Like many seaside towns in the UK, St Austell has suffered from changing holiday habits (even before the pandemic) and the decline of the fishing industry. A new arts project aims to reverse its fortunes – and that of the bee
“People used to call St Austell ‘St Awful’ – we’re trying to make that St Awesome instead.”
Artist Alex Murdin is sharing his ambitions for Whitegold, a cultural regeneration programme, which, under the umbrella of the Austell Project, seeks to rejuvenate the seaside town through art.

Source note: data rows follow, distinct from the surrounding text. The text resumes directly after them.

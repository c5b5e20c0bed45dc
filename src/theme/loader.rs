//! Static asset loader - copies `static/` into the public directory

use std::fs;
use std::path::{Path, PathBuf};
use walkdir::WalkDir;

use crate::error::{Error, Result};

/// Copies static files (CSS, JS, images) verbatim
pub struct AssetLoader {
    static_dir: PathBuf,
}

impl AssetLoader {
    pub fn new<P: AsRef<Path>>(static_dir: P) -> Self {
        Self {
            static_dir: static_dir.as_ref().to_path_buf(),
        }
    }

    /// Copy every static file to the public directory, returning the count
    ///
    /// A missing static directory is not an error. Files under directories
    /// starting with `_` or `.` are skipped.
    pub fn copy_to(&self, public_dir: &Path) -> Result<usize> {
        if !self.static_dir.is_dir() {
            return Ok(0);
        }

        let mut copied = 0;
        for entry in WalkDir::new(&self.static_dir)
            .follow_links(true)
            .sort_by_file_name()
        {
            let entry = entry.map_err(|e| Error::SourceUnreadable {
                path: e.path().unwrap_or(&self.static_dir).to_path_buf(),
                source: e.into(),
            })?;

            let path = entry.path();
            if !entry.file_type().is_file() {
                continue;
            }

            let relative = path.strip_prefix(&self.static_dir).unwrap_or(path);
            let should_skip = relative.components().any(|c| {
                c.as_os_str()
                    .to_str()
                    .map(|s| s.starts_with('_') || s.starts_with('.'))
                    .unwrap_or(false)
            });
            if should_skip {
                continue;
            }

            let dest = public_dir.join(relative);
            if let Some(parent) = dest.parent() {
                fs::create_dir_all(parent).map_err(|source| Error::WriteArtifact {
                    path: parent.to_path_buf(),
                    source,
                })?;
            }
            fs::copy(path, &dest).map_err(|source| Error::WriteArtifact {
                path: dest.clone(),
                source,
            })?;
            tracing::debug!("Copied: {:?} -> {:?}", path, dest);
            copied += 1;
        }

        Ok(copied)
    }
}

#[cfg(test)]
mod tests {
    use super::*;
    use tempfile::TempDir;

    #[test]
    fn test_copies_assets_and_skips_hidden() {
        let dir = TempDir::new().unwrap();
        let static_dir = dir.path().join("static");
        fs::create_dir_all(static_dir.join("css")).unwrap();
        fs::create_dir_all(static_dir.join("_drafts")).unwrap();
        fs::write(static_dir.join("css/site.css"), "body {}").unwrap();
        fs::write(static_dir.join("favicon.ico"), [0u8, 1, 2]).unwrap();
        fs::write(static_dir.join("_drafts/wip.css"), "").unwrap();
        fs::write(static_dir.join(".DS_Store"), "").unwrap();

        let public = dir.path().join("public");
        let copied = AssetLoader::new(&static_dir).copy_to(&public).unwrap();

        assert_eq!(copied, 2);
        assert_eq!(
            fs::read_to_string(public.join("css/site.css")).unwrap(),
            "body {}"
        );
        assert_eq!(fs::read(public.join("favicon.ico")).unwrap(), vec![0, 1, 2]);
        assert!(!public.join("_drafts").exists());
        assert!(!public.join(".DS_Store").exists());
    }

    #[test]
    fn test_missing_static_dir() {
        let dir = TempDir::new().unwrap();
        let copied = AssetLoader::new(dir.path().join("static"))
            .copy_to(&dir.path().join("public"))
            .unwrap();
        assert_eq!(copied, 0);
    }
}
//! Date helper functions
//!
//! Entry dates stay opaque strings everywhere in the pipeline; these helpers
//! only affect how a date is displayed.

use std::fmt::Write;

use chrono::{NaiveDate, NaiveDateTime};

/// Parse a front-matter date in the usual formats
pub fn parse_date(s: &str) -> Option<NaiveDateTime> {
    let s = s.trim();

    let datetime_formats = [
        "%Y-%m-%d %H:%M:%S",
        "%Y/%m/%d %H:%M:%S",
        "%Y-%m-%d %H:%M",
        "%Y/%m/%d %H:%M",
        "%Y-%m-%dT%H:%M:%S",
        "%Y-%m-%dT%H:%M:%S%.f",
    ];
    for fmt in datetime_formats {
        if let Ok(dt) = NaiveDateTime::parse_from_str(s, fmt) {
            return Some(dt);
        }
    }

    for fmt in ["%Y-%m-%d", "%Y/%m/%d"] {
        if let Ok(d) = NaiveDate::parse_from_str(s, fmt) {
            return d.and_hms_opt(0, 0, 0);
        }
    }

    chrono::DateTime::parse_from_rfc3339(s)
        .ok()
        .map(|dt| dt.naive_local())
}

/// Display form of a date using a Moment.js-compatible format string
///
/// Unparseable dates are shown as written.
///
/// # Examples
/// ```ignore
/// date_text("2024-01-05", "MMMM D, YYYY") // -> "January 5, 2024"
/// ```
pub fn date_text(raw: &str, format: &str) -> String {
    let Some(dt) = parse_date(raw) else {
        return raw.to_string();
    };

    let mut text = String::new();
    match write!(text, "{}", dt.format(&moment_to_chrono_format(format))) {
        Ok(()) => text,
        Err(_) => {
            tracing::warn!("Unusable date format {:?}, showing {:?} as written", format, raw);
            raw.to_string()
        }
    }
}

/// Machine-readable form for `<time datetime>`, empty when unparseable
pub fn date_xml(raw: &str) -> String {
    parse_date(raw)
        .map(|dt| dt.format("%Y-%m-%dT%H:%M:%S").to_string())
        .unwrap_or_default()
}

/// Convert Moment.js format to chrono format
///
/// Text outside the known tokens is kept literally, `%` included.
fn moment_to_chrono_format(format: &str) -> String {
    // Longest token first at every position
    const TOKENS: [(&str, &str); 14] = [
        ("YYYY", "%Y"),
        ("MMMM", "%B"),
        ("DDDD", "%j"),
        ("dddd", "%A"),
        ("MMM", "%b"),
        ("ddd", "%a"),
        ("YY", "%y"),
        ("MM", "%m"),
        ("DD", "%d"),
        ("HH", "%H"),
        ("hh", "%I"),
        ("mm", "%M"),
        ("ss", "%S"),
        ("D", "%-d"),
    ];

    let mut result = String::with_capacity(format.len() * 2);
    let mut rest = format;

    'outer: while let Some(c) = rest.chars().next() {
        for (from, to) in TOKENS {
            if let Some(tail) = rest.strip_prefix(from) {
                result.push_str(to);
                rest = tail;
                continue 'outer;
            }
        }
        if c == '%' {
            result.push_str("%%");
        } else {
            result.push(c);
        }
        rest = &rest[c.len_utf8()..];
    }

    result
}
//! Markdown rendering with syntax highlighting and heading anchors

use pulldown_cmark::{html, CodeBlockKind, CowStr, Event, HeadingLevel, Options, Parser, Tag, TagEnd};
use serde::Serialize;
use std::collections::{HashMap, HashSet};
use syntect::easy::HighlightLines;
use syntect::highlighting::{Theme, ThemeSet};
use syntect::html::{
    highlighted_html_for_string, start_highlighted_html_snippet, styled_line_to_highlighted_html,
    IncludeBackground,
};
use syntect::parsing::{SyntaxReference, SyntaxSet};
use syntect::util::LinesWithEndings;

/// A heading of a rendered document
#[derive(Debug, Clone, PartialEq, Eq, Serialize)]
pub struct Heading {
    pub level: u8,
    pub id: String,
    pub text: String,
}

/// Output of [`MarkdownRenderer::render`]
#[derive(Debug, Clone, Default)]
pub struct RenderedMarkdown {
    pub html: String,
    pub headings: Vec<Heading>,
}

/// Markdown renderer with syntax highlighting
pub struct MarkdownRenderer {
    syntax_set: SyntaxSet,
    theme_set: ThemeSet,
    theme_name: String,
    line_numbers: bool,
}

/// Heading being collected
struct OpenHeading<'a> {
    level: HeadingLevel,
    id: Option<String>,
    classes: Vec<String>,
    text: String,
    events: Vec<Event<'a>>,
}

impl MarkdownRenderer {
    /// Create a new markdown renderer
    pub fn new() -> Self {
        Self::with_options("base16-ocean.dark", false)
    }

    /// Create with custom settings
    pub fn with_options(theme: &str, line_numbers: bool) -> Self {
        Self {
            syntax_set: SyntaxSet::load_defaults_newlines(),
            theme_set: ThemeSet::load_defaults(),
            theme_name: theme.to_string(),
            line_numbers,
        }
    }

    /// Render markdown to HTML
    ///
    /// Every heading gets an id unique within this document and a
    /// `hover-link` anchor pointing back at it.
    pub fn render(&self, markdown: &str) -> RenderedMarkdown {
        // Front-matter is stripped by FrontMatter::parse, so no metadata blocks here
        let options = Options::ENABLE_TABLES
            | Options::ENABLE_FOOTNOTES
            | Options::ENABLE_STRIKETHROUGH
            | Options::ENABLE_TASKLISTS
            | Options::ENABLE_SMART_PUNCTUATION
            | Options::ENABLE_HEADING_ATTRIBUTES;
        let parser = Parser::new_ext(markdown, options);

        let mut events: Vec<Event> = Vec::new();
        let mut headings = Vec::new();
        let mut ids = HeadingIds::default();

        let mut code_block: Option<Option<String>> = None;
        let mut code_block_content = String::new();
        let mut heading: Option<OpenHeading> = None;

        for event in parser {
            match event {
                Event::Start(Tag::CodeBlock(kind)) => {
                    let lang = match kind {
                        CodeBlockKind::Fenced(info) => info
                            .split_whitespace()
                            .next()
                            .filter(|l| !l.is_empty())
                            .map(str::to_string),
                        CodeBlockKind::Indented => None,
                    };
                    code_block = Some(lang);
                    code_block_content.clear();
                }
                Event::End(TagEnd::CodeBlock) => {
                    let lang = code_block.take().flatten();
                    let highlighted = self.highlight_code(&code_block_content, lang.as_deref());
                    events.push(Event::Html(CowStr::from(highlighted)));
                }
                Event::Text(text) if code_block.is_some() => {
                    code_block_content.push_str(&text);
                }
                Event::Start(Tag::Heading {
                    level, id, classes, ..
                }) => {
                    heading = Some(OpenHeading {
                        level,
                        id: id.map(|i| i.to_string()),
                        classes: classes.iter().map(|c| c.to_string()).collect(),
                        text: String::new(),
                        events: Vec::new(),
                    });
                }
                Event::End(TagEnd::Heading(_)) => {
                    if let Some(open) = heading.take() {
                        let (html, entry) = finish_heading(open, &mut ids);
                        events.push(Event::Html(CowStr::from(html)));
                        headings.push(entry);
                    }
                }
                Event::Code(code) => {
                    let html = format!(r#"<code class="inline-code">{}</code>"#, html_escape(&code));
                    match heading.as_mut() {
                        Some(open) => {
                            open.text.push_str(&code);
                            open.events.push(Event::Html(CowStr::from(html)));
                        }
                        None => events.push(Event::Html(CowStr::from(html))),
                    }
                }
                other => match heading.as_mut() {
                    Some(open) => {
                        if let Event::Text(text) = &other {
                            open.text.push_str(text);
                        }
                        open.events.push(other);
                    }
                    None => events.push(other),
                },
            }
        }

        let mut html_output = String::new();
        html::push_html(&mut html_output, events.into_iter());

        RenderedMarkdown {
            html: html_output,
            headings,
        }
    }

    /// Highlight a code block
    fn highlight_code(&self, code: &str, lang: Option<&str>) -> String {
        let lang = lang.unwrap_or("text");
        let lang_class = html_escape(lang);

        // Try to find syntax for the language
        let syntax = self
            .syntax_set
            .find_syntax_by_token(lang)
            .or_else(|| self.syntax_set.find_syntax_by_extension(lang))
            .unwrap_or_else(|| self.syntax_set.find_syntax_plain_text());

        let theme = self
            .theme_set
            .themes
            .get(&self.theme_name)
            .or_else(|| self.theme_set.themes.values().next());

        let highlighted = theme.and_then(|theme| {
            if self.line_numbers {
                self.highlight_lines(code, syntax, theme)
                    .map(|lines| add_line_numbers(&lines, theme, &lang_class))
            } else {
                highlighted_html_for_string(code, &self.syntax_set, syntax, theme)
                    .ok()
                    .map(|html| {
                        format!(
                            r#"<div class="code-block language-{}">{}</div>"#,
                            lang_class, html
                        )
                    })
            }
        });

        highlighted.unwrap_or_else(|| {
            format!(
                r#"<div class="code-block language-{}"><pre><code>{}</code></pre></div>"#,
                lang_class,
                html_escape(code)
            )
        })
    }

    /// Highlight each source line on its own, keeping line endings
    fn highlight_lines(
        &self,
        code: &str,
        syntax: &SyntaxReference,
        theme: &Theme,
    ) -> Option<Vec<String>> {
        let mut highlighter = HighlightLines::new(syntax, theme);
        LinesWithEndings::from(code)
            .map(|line| {
                let regions = highlighter.highlight_line(line, &self.syntax_set).ok()?;
                styled_line_to_highlighted_html(&regions, IncludeBackground::No).ok()
            })
            .collect()
    }
}

/// Gutter with one number per source line next to the highlighted code
fn add_line_numbers(lines: &[String], theme: &Theme, lang: &str) -> String {
    let (pre_open, _) = start_highlighted_html_snippet(theme);

    let gutter = (1..=lines.len())
        .map(|n| format!(r#"<span class="line-number">{}</span>"#, n))
        .collect::<Vec<_>>()
        .join("\n");

    format!(
        r#"<div class="code-block language-{}"><table><tr><td class="gutter"><pre>{}</pre></td><td class="code">{}{}</pre></td></tr></table></div>"#,
        lang,
        gutter,
        pre_open,
        lines.concat()
    )
}

impl Default for MarkdownRenderer {
    fn default() -> Self {
        Self::new()
    }
}

/// Per-document heading id allocation
#[derive(Default)]
struct HeadingIds {
    counts: HashMap<String, usize>,
    taken: HashSet<String>,
}

impl HeadingIds {
    /// `faq`, `faq-1`, `faq-2`, ...
    ///
    /// A suffixed id never repeats one already handed out, including a
    /// heading whose own text slugs to `faq-1`.
    fn allocate(&mut self, base: &str) -> String {
        let mut id = base.to_string();
        if self.taken.contains(&id) {
            let suffix = self.counts.entry(base.to_string()).or_insert(0);
            loop {
                *suffix += 1;
                id = format!("{}-{}", base, suffix);
                if !self.taken.contains(&id) {
                    break;
                }
            }
        }
        self.taken.insert(id.clone());
        id
    }
}

fn finish_heading(open: OpenHeading<'_>, ids: &mut HeadingIds) -> (String, Heading) {
    let level = heading_level_to_num(open.level);
    let text = open.text.trim().to_string();

    let id = match open.id {
        Some(explicit) => ids.allocate(&explicit),
        None => {
            let base = slug::slugify(&text);
            ids.allocate(if base.is_empty() { "section" } else { &base })
        }
    };

    let mut inner = String::new();
    html::push_html(&mut inner, open.events.into_iter());

    let class_attr = if open.classes.is_empty() {
        String::new()
    } else {
        format!(r#" class="{}""#, html_escape(&open.classes.join(" ")))
    };

    let html = format!(
        r##"<h{level} id="{id}"{class_attr}>{inner} <a class="hover-link" href="#{id}">#</a></h{level}>"##,
        level = level,
        id = html_escape(&id),
        class_attr = class_attr,
        inner = inner,
    );

    (html, Heading { level, id, text })
}

fn heading_level_to_num(level: HeadingLevel) -> u8 {
    match level {
        HeadingLevel::H1 => 1,
        HeadingLevel::H2 => 2,
        HeadingLevel::H3 => 3,
        HeadingLevel::H4 => 4,
        HeadingLevel::H5 => 5,
        HeadingLevel::H6 => 6,
    }
}

/// Simple HTML escaping
fn html_escape(s: &str) -> String {
    s.replace('&', "&amp;")
        .replace('<', "&lt;")
        .replace('>', "&gt;")
        .replace('"', "&quot;")
        .replace('\'', "&#39;")
}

Like many coastal UK towns, St Austell has suffered from changing holiday habits, and the decline of fishing and industry. Once world-renowned for its china clay pits, which supplied the potters of Stoke-on-Trent, the quarries began to be abandoned last century and the Cornish town fell on hard times.
However, following the success of cultural regeneration projects in other seaside towns, such as Margate, in Kent, St Austell is now looking to art – specifically ceramics – to spur positive change.
But as Murdin said, it’s not just about “plonking a few sculptures around St Austell and hoping that somehow it transforms the place”. Local people have been invited to play a role in the transformation.
Nowhere is the spirit of collective endeavour more evident than at Biddicks Court (main picture, above), where an uninspiring public space has been transformed by a mural made of 11,000 handmade tiles.
Some 800 local people helped make the giant mural of a Cornish black bee, which, like St Austell itself, has endured through difficult times.
“The Cornish black bee seems to be quite resistant [to colony collapse disorder],” explained Simeon Featherstone of Parasite Ceramics, the ceramics practice that led the project. “It has shown itself to be plucky so it seemed like a good metaphor.”
As well as celebrating pollinators, the Austell Project has also sought to boost their numbers by planting wildflower meadows along the A391 into St Austell. The so-called Garden Route rolls out a colourful carpet for visitors arriving during the summer, and is the first of its kind in Cornwall.
More than a dozen more public artworks will be introduced to St Austell in 2021, while a project to revive the art of Cornish brickmaking will resume at an abandoned, out-of-town clay pit following an enforced hiatus due to the pandemic.
The Brickfield initiative teaches locals how to fire up bricks the old-fashioned way, and the fruits of their collective labour will be used to construct a community building.
“St Austell can be a better place for everyone,” said Murdin, “and we are building that aspiration on a material beneath people’s feet.”